Spring 2026 - CMNS 855 G100

Selected Topics in Communication Studies (5)

Ecologies of War

Class Number: 7021

Delivery Method: In Person

Overview

  • Course Times + Location:

    Jan 5 – Apr 10, 2026: Wed, 2:30–5:20 p.m.
    Burnaby

Description

CALENDAR DESCRIPTION:

Specialized one-time graduate course offerings on topics related to the current research of school faculty of visiting professors.

COURSE DETAILS:

Topic for Spring 2026:  Ecologies of War

Modernity marks the moment when war becomes total, rationalized, and infrastructural.  Late-modern war is distributed across and sustained by information and communication networks; no longer confined to discrete battlefields.  It is reorganized as an apparatus of governance – an integral function of the modern state and its bureaucratic, scientific, and technological systems.  This course begins from the premise that war exceeds its conventional military definition:  it is no longer reducible to a sequence of operations unfolding in remote theatres of conflict.  Instead, it is an extended and diffuse media-ecological environment that shapes and conditions politics, economy, and life itself – globally and locally, in proximity to a frontline as well as at a distance.

 

By tracing the entanglements of imperialism, colonialism, and militarism, this course examines war not as an episodic eruption of violence, but as a sustained milieu of environmental, infrastructural, communicative, and technological transformation.  Drawing on media and communication theory, environmental humanities, science and technology studies, infrastructure studies, and political theory, students will explore how war remakes environments, rewires communication networks, and organizes the labour of witnessing, mediation, and evidence.

COURSE-LEVEL EDUCATIONAL GOALS:

Analyze the relationship between media and war.  Students will explore how wars are produced, represented, and sustained through communication technologies (from print and radio to satellite and digital networks) and how these media shape the visibility and invisibility of violence.

Explore wars as environments and infrastructures.  The course introduces the concept of “wars as milieux", foregrounding how wars reorganize space, air, water, soil, and data, making the environment itself a target and medium of warfare.

Examine the colonial and imperial legacies of modern warfare.  Students will situate current conflicts within the longue durée of empire, resource extraction, and infrastructural domination.

Understand the new regimes of cyber and nuclear war.  The class will explore how cyberwar and nuclear deterrence intersect as twin logics of contemporary global militarism.

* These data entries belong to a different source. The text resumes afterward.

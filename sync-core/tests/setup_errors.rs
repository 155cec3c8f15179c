mod support;

use core::time::Duration;

use support::{NOMINAL_VOLTS, TestBus, TestSwitch, armed, monitor};
use sync_core::config::{ConfigError, ConfigField};
use sync_core::measurement::{BusProperty, BusSide, Phase, PhaseSet};
use sync_core::{ConfigWarning, SetupError, SyncMonitor, SystemSettings, ToleranceConfig};

fn setup(switch: &TestSwitch, config: ToleranceConfig) -> Result<SyncMonitor<Duration>, SetupError> {
    SyncMonitor::setup(
        Some(switch),
        config,
        &SystemSettings::default(),
        Duration::ZERO,
    )
}

#[test]
fn missing_to_bus_is_reported_by_side() {
    let mut switch = TestSwitch::matched();
    switch.to = None;
    assert!(matches!(
        setup(&switch, armed(0.01)),
        Err(SetupError::MissingBusLink { side: BusSide::To })
    ));
}

#[test]
fn missing_frequency_link_is_fatal() {
    let mut bus = TestBus::at(60.0, 0.0);
    bus.links.frequency = false;
    let switch = TestSwitch::between(bus, TestBus::at(60.0, 0.0));
    assert!(matches!(
        setup(&switch, armed(0.01)),
        Err(SetupError::MissingBusProperty {
            side: BusSide::From,
            property: BusProperty::Frequency,
        })
    ));
}

#[test]
fn voltage_links_only_matter_for_active_phases() {
    let mut bus = TestBus::at(60.0, 0.0);
    bus.links.voltages = PhaseSet::EMPTY.with(Phase::A);
    let mut switch = TestSwitch::between(TestBus::at(60.0, 0.0), bus);

    assert!(matches!(
        setup(&switch, armed(0.01)),
        Err(SetupError::MissingBusProperty {
            side: BusSide::To,
            property: BusProperty::Voltage(Phase::B),
        })
    ));

    switch.phases = PhaseSet::EMPTY.with(Phase::A);
    assert!(setup(&switch, armed(0.01)).is_ok());
}

#[test]
fn nominal_voltage_mismatch_is_fatal() {
    let mut bus = TestBus::at(60.0, 0.0);
    bus.links.nominal_voltage = Some(NOMINAL_VOLTS + 100.0);
    let switch = TestSwitch::between(TestBus::at(60.0, 0.0), bus);
    assert!(matches!(
        setup(&switch, armed(0.01)),
        Err(SetupError::NominalVoltageMismatch { .. })
    ));
}

#[test]
fn small_nominal_difference_sets_average_base() {
    let mut bus = TestBus::at(60.0, 0.0);
    bus.links.nominal_voltage = Some(NOMINAL_VOLTS + 20.0);
    let switch = TestSwitch::between(TestBus::at(60.0, 0.0), bus);
    let monitor = setup(&switch, armed(0.01)).expect("within tolerance");
    assert!((monitor.bus_pair().base_volts() - (NOMINAL_VOLTS + 10.0)).abs() < 1e-9);
}

#[test]
fn infinite_dwell_period_is_rejected() {
    let switch = TestSwitch::matched();
    let config = ToleranceConfig {
        dwell_period_sec: f64::INFINITY,
        ..armed(0.01)
    };
    assert!(matches!(
        setup(&switch, config),
        Err(SetupError::Config(ConfigError::UnboundedDwellPeriod))
    ));
}

#[test]
fn unset_values_are_defaulted_with_warnings() {
    let switch = TestSwitch::matched();
    let monitor = monitor(&switch, ToleranceConfig::unset());

    let defaulted: Vec<ConfigField> = monitor
        .warnings()
        .iter()
        .filter_map(|warning| match warning {
            ConfigWarning::Defaulted { field, .. } => Some(*field),
            _ => None,
        })
        .collect();
    assert!(defaulted.contains(&ConfigField::FrequencyTolerance));
    assert!(defaulted.contains(&ConfigField::MetricsPeriod));
    assert!(!monitor.is_armed());
    assert!((monitor.dwell_period_sec() - 1.2).abs() < 1e-12);
}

Students will reflect on war’s afterlives – its trauma, memory, resilience, and the forms of solidarity that emerge, or fail to emerge, during military conflict and in its aftermath.

Grading

  • Participation 30%
  • Project Proposal 20%
  • Mid-Term Presentation 10%
  • Peer Review Work 10%
  • Final Research Paper 30%

NOTES:

The School expects that the grades awarded in this course will bear some reasonable relationship to established university-wide practices.  In addition, the School will follow Policy S10.01 with respect to Academic Integrity, and Policies S10.02, S10.03 and S10.04 with regard to Student Discipline.  For further information visit:  www.sfu.ca/policies/Students/index.html.

Materials

REQUIRED READING:

Required readings will be available as PDFs on Canvas. Any material that is not on Library Reserve can be found online in an academic journal through the Library’s website.


REQUIRED READING NOTES:

Your personalized Course Material list, including digital and physical textbooks, are available through the SFU Bookstore website by simply entering your Computing ID at: shop.sfu.ca/course-materials/my-personalized-course-materials.

Graduate Studies Notes:

Important dates and deadlines for graduate students are found here: http://www.sfu.ca/dean-gradstudies/current/important_dates/guidelines.html. The deadline to drop a course with a 100% refund is the end of week 2. The deadline to drop with no notation on your transcript is the end of week 3.

Registrar Notes:

ACADEMIC INTEGRITY: YOUR WORK, YOUR SUCCESS

At SFU, you are expected to act honestly and responsibly in all your academic work. Cheating, plagiarism, or any other form of academic dishonesty harms your own learning, undermines the efforts of your classmates who pursue their studies honestly, and goes against the core values of the university.

To learn more about the academic disciplinary process and relevant academic supports, visit: 


RELIGIOUS ACCOMMODATION

Students with a faith background who may need accommodations during the term are encouraged to assess their needs as soon as possible and review the Multifaith religious accommodations website. The page outlines ways they begin working toward an accommodation and ensure solutions can be reached in a timely fashion.